### Problem
State how many lines of the records contain the string "AsciiSet", and give no other information.

*** Block opens ***

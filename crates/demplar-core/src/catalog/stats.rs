//! Derived statistics over the character collection.
//!
//! Only eligible (player) characters are counted. Averages round half away
//! from zero, which for non-negative levels matches rounding half up.

use serde::Serialize;
use std::collections::BTreeMap;

use crate::character::{Character, FactionTheme, NPC_FACTION};

/// Iterates over the characters counted by statistics.
pub fn eligible(characters: &[Character]) -> impl Iterator<Item = &Character> {
    characters.iter().filter(|c| c.is_eligible())
}

fn rounded_average(total_level: u64, count: usize) -> Option<u32> {
    if count == 0 {
        return None;
    }
    Some((total_level as f64 / count as f64).round() as u32)
}

/// Overall database statistics.
///
/// `average_level` and `max_level` are `None` when no character is eligible.
#[derive(Debug, Clone, PartialEq, Eq, Serialize)]
pub struct DatabaseStats {
    pub total: usize,
    pub average_level: Option<u32>,
    pub max_level: Option<u32>,
    pub with_images: usize,
}

impl DatabaseStats {
    pub fn compute(characters: &[Character]) -> Self {
        let mut total = 0usize;
        let mut level_sum = 0u64;
        let mut max_level: Option<u32> = None;
        let mut with_images = 0usize;

        for c in eligible(characters) {
            total += 1;
            level_sum += u64::from(c.level);
            max_level = Some(max_level.map_or(c.level, |m| m.max(c.level)));
            if c.profile_url.is_some() {
                with_images += 1;
            }
        }

        Self {
            total,
            average_level: rounded_average(level_sum, total),
            max_level,
            with_images,
        }
    }
}

/// Statistics for one faction group.
#[derive(Debug, Clone, PartialEq, Serialize)]
pub struct FactionBreakdown<'a> {
    pub faction: String,
    pub count: usize,
    pub average_level: u32,
    /// Highest-level member; the first one encountered wins ties.
    pub top: &'a Character,
}

impl FactionBreakdown<'_> {
    pub fn theme(&self) -> FactionTheme {
        FactionTheme::from_name(&self.faction)
    }
}

struct Group<'a> {
    count: usize,
    level_sum: u64,
    top: &'a Character,
}

/// Groups eligible, non-NPC characters by faction name.
///
/// Groups are listed Demplar, Pond, Pork, Undecided first, then any other
/// faction names alphabetically.
pub fn faction_breakdown(characters: &[Character]) -> Vec<FactionBreakdown<'_>> {
    let mut groups: BTreeMap<&str, Group<'_>> = BTreeMap::new();

    for c in eligible(characters).filter(|c| c.display_faction() != NPC_FACTION) {
        let name = c.faction.name();
        match groups.get_mut(name) {
            Some(group) => {
                group.count += 1;
                group.level_sum += u64::from(c.level);
                if c.level > group.top.level {
                    group.top = c;
                }
            }
            None => {
                groups.insert(
                    name,
                    Group {
                        count: 1,
                        level_sum: u64::from(c.level),
                        top: c,
                    },
                );
            }
        }
    }

    let mut ordered: Vec<&str> = FactionTheme::BREAKDOWN_ORDER
        .iter()
        .map(|theme| match theme {
            FactionTheme::Demplar => "Demplar",
            FactionTheme::Pond => "Pond",
            FactionTheme::Pork => "Pork",
            FactionTheme::Npc => NPC_FACTION,
            FactionTheme::Undecided => "Undecided",
        })
        .filter(|name| groups.contains_key(name))
        .collect();
    let rest: Vec<&str> = groups
        .keys()
        .filter(|name| !ordered.contains(name))
        .copied()
        .collect();
    ordered.extend(rest);

    ordered
        .into_iter()
        .filter_map(|name| {
            groups.get(name).map(|group| FactionBreakdown {
                faction: name.to_string(),
                count: group.count,
                average_level: rounded_average(group.level_sum, group.count).unwrap_or_default(),
                top: group.top,
            })
        })
        .collect()
}

/// 1-based rank among eligible characters: one plus the number of eligible
/// characters with a strictly greater level.
pub fn overall_rank(characters: &[Character], character: &Character) -> usize {
    eligible(characters)
        .filter(|c| c.level > character.level)
        .count()
        + 1
}

/// Same rule as [`overall_rank`], scoped to members of the same faction.
pub fn faction_rank(characters: &[Character], character: &Character) -> usize {
    let faction = character.faction.name();
    eligible(characters)
        .filter(|c| c.faction.name() == faction && c.level > character.level)
        .count()
        + 1
}

/// Everything the profile and comparison views show for one character.
#[derive(Debug, Clone, PartialEq, Eq, Serialize)]
pub struct CharacterStanding {
    pub power: u32,
    pub base_power: u32,
    pub experience_bonus: u32,
    pub lore: u32,
    pub rank: usize,
    pub faction_rank: usize,
    /// Size of the eligible population the rank is taken from.
    pub out_of: usize,
}

impl CharacterStanding {
    pub fn compute(characters: &[Character], character: &Character) -> Self {
        Self {
            power: character.power(),
            base_power: character.base_power(),
            experience_bonus: character.experience_bonus(),
            lore: character.lore(),
            rank: overall_rank(characters, character),
            faction_rank: faction_rank(characters, character),
            out_of: eligible(characters).count(),
        }
    }
}
//! Character domain models.
//!
//! Characters are fetched from the content store and held in memory for the
//! session. Power, lore and display faction are derived, never stored.

mod faction;
mod model;

pub use faction::FactionTheme;
pub use model::{
    Character, DEFAULT_CLASS_NAME, DEFAULT_LOCATION_ID, DEFAULT_LOCATION_NAME, Faction,
    LORE_VALUE, MAX_BASE_POWER, MAX_EXPERIENCE_BONUS, MAX_POWER, NPC_FACTION, NamedRef, Standing,
    UNDECIDED_FACTION, slugify,
};
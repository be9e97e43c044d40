//! Application layer for Demplar.
//!
//! This crate provides use case implementations that coordinate between
//! domain and infrastructure layers: the catalog session, the news feed, the
//! in-memory news board and the admin panel.

pub mod admin;
pub mod catalog_session;
pub mod news_board;
pub mod news_feed;

pub use admin::{AdminPanel, CharacterField};
pub use catalog_session::{CatalogSession, CharacterProfile};
pub use news_board::NewsBoard;
pub use news_feed::{NewsArticle, NewsFeed};
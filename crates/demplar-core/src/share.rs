//! Outbound sharing: feedback e-mails and character share links.

use chrono::NaiveDateTime;
use percent_encoding::{AsciiSet, NON_ALPHANUMERIC, utf8_percent_encode};
use serde::Serialize;

use crate::character::Character;
use crate::config::FeedbackConfig;
use crate::error::{DemplarError, Result};

pub const MAX_SUBJECT_LENGTH: usize = 100;
pub const MAX_MESSAGE_LENGTH: usize = 500;
const EMPTY_MESSAGE_PLACEHOLDER: &str = "[Please add your message here]";

/// Characters left unescaped by URI component encoding.
const URI_COMPONENT: &AsciiSet = &NON_ALPHANUMERIC
    .remove(b'-')
    .remove(b'_')
    .remove(b'.')
    .remove(b'!')
    .remove(b'~')
    .remove(b'*')
    .remove(b'\'')
    .remove(b'(')
    .remove(b')');

fn encode_component(value: &str) -> String {
    utf8_percent_encode(value, URI_COMPONENT).to_string()
}

/// A composed feedback e-mail.
#[derive(Debug, Clone, PartialEq, Eq, Serialize)]
pub struct FeedbackMessage {
    pub to: String,
    pub subject: String,
    pub body: String,
}

impl FeedbackMessage {
    /// Builds the message from user input.
    ///
    /// The subject is required; the message may be empty and is replaced by
    /// a placeholder. Both are trimmed before length checks.
    pub fn compose(
        config: &FeedbackConfig,
        subject: &str,
        message: &str,
        sent_at: NaiveDateTime,
    ) -> Result<Self> {
        let subject = subject.trim();
        let message = message.trim();

        if subject.is_empty() {
            return Err(DemplarError::validation(
                "Please enter a subject for your message!",
            ));
        }
        if subject.chars().count() > MAX_SUBJECT_LENGTH {
            return Err(DemplarError::validation(format!(
                "Subject must be at most {MAX_SUBJECT_LENGTH} characters"
            )));
        }
        if message.chars().count() > MAX_MESSAGE_LENGTH {
            return Err(DemplarError::validation(format!(
                "Message must be at most {MAX_MESSAGE_LENGTH} characters"
            )));
        }

        let message = if message.is_empty() {
            EMPTY_MESSAGE_PLACEHOLDER
        } else {
            message
        };
        let body = format!(
            "Hello!\n\nSubject: {subject}\n\nMessage:\n{message}\n\nDetails:\n- Date: {date}\n- Time: {time}\n\nThank you!",
            date = sent_at.format("%-m/%-d/%Y"),
            time = sent_at.format("%-I:%M:%S %p"),
        );

        Ok(Self {
            to: config.email.clone(),
            subject: format!("{}: {subject}", config.subject_prefix),
            body,
        })
    }

    pub fn mailto_link(&self) -> String {
        format!(
            "mailto:{}?subject={}&body={}",
            self.to,
            encode_component(&self.subject),
            encode_component(&self.body)
        )
    }

    /// Plain-text rendition for pasting when no mail client is available.
    pub fn plain_text(&self) -> String {
        format!("To: {}\nSubject: {}\n\n{}", self.to, self.subject, self.body)
    }
}

/// Text and link for sharing one character.
#[derive(Debug, Clone, PartialEq, Eq, Serialize)]
pub struct CharacterShare {
    pub title: String,
    pub text: String,
    pub url: String,
}

impl CharacterShare {
    pub fn new(character: &Character, site_url: &str) -> Self {
        Self {
            title: format!("{} - Demplar", character.name),
            text: format!(
                "Check out {} - Level {} {} from Demplar! ⚔️",
                character.name, character.level, character.class_name
            ),
            url: format!(
                "{}/?char={}",
                site_url.trim_end_matches('/'),
                encode_component(&character.id)
            ),
        }
    }

    /// Text and link on one line, for the clipboard.
    pub fn clipboard_text(&self) -> String {
        format!("{} {}", self.text, self.url)
    }
}
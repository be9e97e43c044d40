//! Durable key-value storage trait.

use crate::error::Result;

/// Synchronous string storage keyed by name.
///
/// Implementations must be safe to share across threads; the favorites
/// store holds one behind an `Arc`.
pub trait KeyValueStore: Send + Sync {
    /// Returns the stored value, or `None` when the key was never written.
    fn get(&self, key: &str) -> Result<Option<String>>;

    /// Replaces the value stored under `key`.
    fn set(&self, key: &str, value: &str) -> Result<()>;
}
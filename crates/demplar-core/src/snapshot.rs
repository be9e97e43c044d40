//! Exported snapshots of the character collection.

use async_trait::async_trait;
use chrono::{DateTime, Utc};
use serde::{Deserialize, Serialize};
use std::path::Path;

use crate::character::Character;
use crate::error::Result;

/// File name used when no export path is given.
pub const DEFAULT_SNAPSHOT_FILE: &str = "demplar-chars.json";

/// The full character collection at a point in time.
#[derive(Debug, Clone, PartialEq, Serialize, Deserialize)]
pub struct CatalogSnapshot {
    pub exported_at: DateTime<Utc>,
    pub characters: Vec<Character>,
}

impl CatalogSnapshot {
    pub fn new(characters: Vec<Character>) -> Self {
        Self {
            exported_at: Utc::now(),
            characters,
        }
    }
}

/// Repository trait for snapshot persistence.
#[async_trait]
pub trait SnapshotRepository: Send + Sync {
    /// Writes `snapshot` to `path`, replacing any existing file.
    async fn export(&self, path: &Path, snapshot: &CatalogSnapshot) -> Result<()>;

    /// Reads a snapshot back, migrating older schema versions.
    async fn import(&self, path: &Path) -> Result<CatalogSnapshot>;
}
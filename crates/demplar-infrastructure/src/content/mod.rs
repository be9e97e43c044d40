//! `ContentSource` implementations.

mod http;
mod queries;
mod snapshot_source;

pub use http::HttpContentSource;
pub use queries::{CHARACTERS_QUERY, NEWS_QUERY};
pub use snapshot_source::SnapshotContentSource;

use std::sync::Arc;

use demplar_core::Result;
use demplar_core::config::DemplarConfig;
use demplar_core::content::ContentSource;

/// Picks the content source the configuration asks for: the snapshot file
/// when one is set, otherwise the remote content store.
pub fn content_source_from_config(config: &DemplarConfig) -> Result<Arc<dyn ContentSource>> {
    match &config.content.snapshot {
        Some(path) => {
            tracing::debug!("Reading characters from snapshot {}", path.display());
            Ok(Arc::new(SnapshotContentSource::new(path.clone())))
        }
        None => Ok(Arc::new(HttpContentSource::new(
            &config.content,
            &config.catalog,
        )?)),
    }
}
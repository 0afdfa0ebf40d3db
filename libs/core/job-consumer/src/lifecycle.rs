//! Per-message lifecycle: acknowledgement, handler context and hooks
//!
//! Every delivery gets exactly one ack or reject. [`Acknowledger`] enforces
//! this: the first settlement is sent to the broker, any later call is a
//! no-op. When the consumer was registered with `no_ack`, nothing is ever
//! sent.

use crate::broker::{Broker, Destination};
use crate::codec;
use crate::envelope::{DeliveryHandle, JobId, MessageEnvelope};
use crate::error::{BrokerError, ConsumerError, JobError};
use crate::metrics::ConsumerMetrics;
use crate::publisher::Publisher;
use async_trait::async_trait;
use serde_json::Value;
use std::sync::Arc;
use tracing::{debug, warn};

/// How a delivery was settled
#[derive(Debug, Clone, Copy, PartialEq, Eq)]
pub enum AckState {
    Acked,
    Rejected { requeue: bool },
}

/// Idempotent ack/reject for one delivery.
pub struct Acknowledger {
    broker: Arc<dyn Broker>,
    handle: DeliveryHandle,
    expecting_ack: bool,
    state: Option<AckState>,
}

impl Acknowledger {
    pub fn new(broker: Arc<dyn Broker>, handle: DeliveryHandle, expecting_ack: bool) -> Self {
        Self {
            broker,
            handle,
            expecting_ack,
            state: None,
        }
    }

    pub async fn ack(&mut self) -> Result<(), BrokerError> {
        self.settle(AckState::Acked).await
    }

    pub async fn reject(&mut self, requeue: bool) -> Result<(), BrokerError> {
        self.settle(AckState::Rejected { requeue }).await
    }

    pub fn state(&self) -> Option<AckState> {
        self.state
    }

    pub fn is_settled(&self) -> bool {
        self.state.is_some()
    }

    async fn settle(&mut self, decision: AckState) -> Result<(), BrokerError> {
        if let Some(previous) = self.state {
            debug!(
                delivery_tag = self.handle.tag(),
                previous = ?previous,
                ignored = ?decision,
                "Delivery already settled"
            );
            return Ok(());
        }
        self.state = Some(decision);

        if !self.expecting_ack {
            return Ok(());
        }
        match decision {
            AckState::Acked => self.broker.ack(self.handle).await,
            AckState::Rejected { requeue } => self.broker.reject(self.handle, requeue).await,
        }
    }
}

/// Everything a handler (and the execution guard) may do with the current
/// message.
pub struct JobContext<'a> {
    envelope: &'a MessageEnvelope,
    acker: &'a mut Acknowledger,
    publisher: &'a Publisher,
    metrics: &'a ConsumerMetrics,
    queue: &'a str,
    failed_destination: Option<&'a Destination>,
    mark_complete: bool,
    response: Option<Value>,
}

impl<'a> JobContext<'a> {
    pub(crate) fn new(
        envelope: &'a MessageEnvelope,
        acker: &'a mut Acknowledger,
        publisher: &'a Publisher,
        metrics: &'a ConsumerMetrics,
        queue: &'a str,
        failed_destination: Option<&'a Destination>,
    ) -> Self {
        Self {
            envelope,
            acker,
            publisher,
            metrics,
            queue,
            failed_destination,
            mark_complete: true,
            response: None,
        }
    }

    pub fn envelope(&self) -> &MessageEnvelope {
        self.envelope
    }

    pub fn meta(&self) -> &Value {
        self.envelope.meta()
    }

    pub fn data(&self) -> &Value {
        self.envelope.data()
    }

    pub fn job_id(&self) -> Option<&JobId> {
        self.envelope.job_id()
    }

    pub fn is_redelivered(&self) -> bool {
        self.envelope.is_redelivered()
    }

    /// Queue this message was consumed from
    pub fn queue(&self) -> &str {
        self.queue
    }

    pub async fn ack(&mut self) -> Result<(), BrokerError> {
        self.acker.ack().await
    }

    pub async fn reject(&mut self, requeue: bool) -> Result<(), BrokerError> {
        self.acker.reject(requeue).await
    }

    pub fn ack_state(&self) -> Option<AckState> {
        self.acker.state()
    }

    /// Whether a successful run marks the job complete (default `true`).
    ///
    /// Reset per message.
    pub fn set_mark_complete(&mut self, mark_complete: bool) {
        self.mark_complete = mark_complete;
    }

    pub fn mark_complete(&self) -> bool {
        self.mark_complete
    }

    pub fn set_response(&mut self, response: Value) {
        self.response = Some(response);
    }

    pub fn response(&self) -> Option<&Value> {
        self.response.as_ref()
    }

    pub(crate) fn take_response(&mut self) -> Option<Value> {
        self.response.take()
    }

    pub(crate) fn metrics(&self) -> &ConsumerMetrics {
        self.metrics
    }

    /// Publish the current `{meta, data}` to another destination
    pub async fn forward_to(&self, destination: &Destination) -> Result<(), ConsumerError> {
        let message = codec::encode(self.envelope.meta(), self.envelope.data())?;
        self.publisher.publish(&message, destination).await
    }

    /// Ack the current delivery and put its `{meta, data}` back on the
    /// consuming queue.
    pub async fn republish(&mut self) -> Result<(), ConsumerError> {
        self.acker.ack().await?;
        self.forward_to(&Destination::queue(self.queue)).await
    }

    /// Publish an unchanged copy of the delivery to `destination`
    pub async fn publish_copy_to(&self, destination: &Destination) -> Result<(), ConsumerError> {
        self.publisher
            .publish_copy(self.envelope.delivery(), destination)
            .await
    }

    /// Copy the delivery to the failed-message destination, if one is set
    pub async fn dead_letter(&self) -> Result<(), ConsumerError> {
        let Some(destination) = self.failed_destination else {
            warn!(
                queue = %self.queue,
                delivery_tag = self.envelope.handle().tag(),
                "No failed destination configured, dropping message"
            );
            return Ok(());
        };
        self.publish_copy_to(destination).await?;
        self.metrics.message_dead_lettered();
        Ok(())
    }
}

/// Business logic bound to a consumer.
///
/// `before_run`, `run` and `after_run` execute in that order. An error from
/// any of them counts as a failure of the job.
///
/// # Example
///
/// ```rust,ignore
/// struct SendWelcomeEmail { mailer: Mailer }
///
/// #[async_trait]
/// impl JobHandler for SendWelcomeEmail {
///     async fn run(&self, ctx: &mut JobContext<'_>) -> Result<(), JobError> {
///         let email = ctx.envelope().data_fields().str(&["email"])?;
///         self.mailer.send(email).await.map_err(|e| JobError::transient(e.to_string()))
///     }
///
///     fn name(&self) -> &'static str {
///         "send_welcome_email"
///     }
/// }
/// ```
#[async_trait]
pub trait JobHandler: Send + Sync {
    async fn run(&self, ctx: &mut JobContext<'_>) -> Result<(), JobError>;

    /// Used for logging and metrics labels.
    fn name(&self) -> &'static str {
        "job"
    }

    async fn before_run(&self, _ctx: &mut JobContext<'_>) -> Result<(), JobError> {
        Ok(())
    }

    async fn after_run(&self, _ctx: &mut JobContext<'_>) -> Result<(), JobError> {
        Ok(())
    }
}

pub(crate) async fn run_hooks<H>(handler: &H, ctx: &mut JobContext<'_>) -> Result<(), JobError>
where
    H: JobHandler + ?Sized,
{
    handler.before_run(ctx).await?;
    handler.run(ctx).await?;
    handler.after_run(ctx).await
}

#[cfg(test)]
mod tests {
    use super::*;
    use crate::broker::MockBroker;
    use crate::codec;
    use crate::envelope::Delivery;
    use crate::memory::{MemoryBroker, Settlement};
    use serde_json::json;
    use std::time::Duration;

    #[tokio::test]
    async fn test_second_settlement_is_not_sent() {
        let mut broker = MockBroker::new();
        broker.expect_ack().times(1).returning(|_| Ok(()));
        broker.expect_reject().never();

        let mut acker = Acknowledger::new(Arc::new(broker), DeliveryHandle::new(3), true);
        acker.ack().await.unwrap();
        acker.ack().await.unwrap();
        acker.reject(true).await.unwrap();

        assert_eq!(acker.state(), Some(AckState::Acked));
    }

    #[tokio::test]
    async fn test_no_ack_mode_sends_nothing() {
        let mut broker = MockBroker::new();
        broker.expect_ack().never();
        broker.expect_reject().never();

        let mut acker = Acknowledger::new(Arc::new(broker), DeliveryHandle::new(3), false);
        acker.reject(false).await.unwrap();
        assert!(acker.is_settled());
    }

    #[tokio::test]
    async fn test_republish_acks_and_requeues_payload() {
        let broker = Arc::new(MemoryBroker::new());
        broker.consume("jobs", false).await.unwrap();
        let message = codec::encode(&json!({"_id": "1"}), &json!({"n": 1})).unwrap();
        broker.push_message("jobs", &message);
        let delivery: Delivery = broker
            .next_delivery(Duration::from_millis(10))
            .await
            .unwrap()
            .unwrap();
        let handle = delivery.handle;
        let envelope = codec::decode(delivery).unwrap();

        let publisher = Publisher::new(broker.clone());
        let metrics = ConsumerMetrics::new("jobs", "test");
        let mut acker = Acknowledger::new(broker.clone(), handle, true);
        let mut ctx = JobContext::new(&envelope, &mut acker, &publisher, &metrics, "jobs", None);

        ctx.republish().await.unwrap();
        ctx.ack().await.unwrap();

        assert_eq!(broker.settlements(), vec![Settlement::Ack(handle)]);
        assert_eq!(broker.queue_len("jobs"), 1);
    }

    #[tokio::test]
    async fn test_dead_letter_without_destination_is_noop() {
        let broker = Arc::new(MemoryBroker::new());
        let envelope =
            codec::decode(Delivery::new(DeliveryHandle::new(1), br#"{"meta":{},"data":1}"#.to_vec()))
                .unwrap();
        let publisher = Publisher::new(broker.clone());
        let metrics = ConsumerMetrics::new("jobs", "test");
        let mut acker = Acknowledger::new(broker.clone(), envelope.handle(), true);
        let ctx = JobContext::new(&envelope, &mut acker, &publisher, &metrics, "jobs", None);

        ctx.dead_letter().await.unwrap();
        assert!(broker.published().is_empty());
    }
}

*** Block closes ***

### Response area
2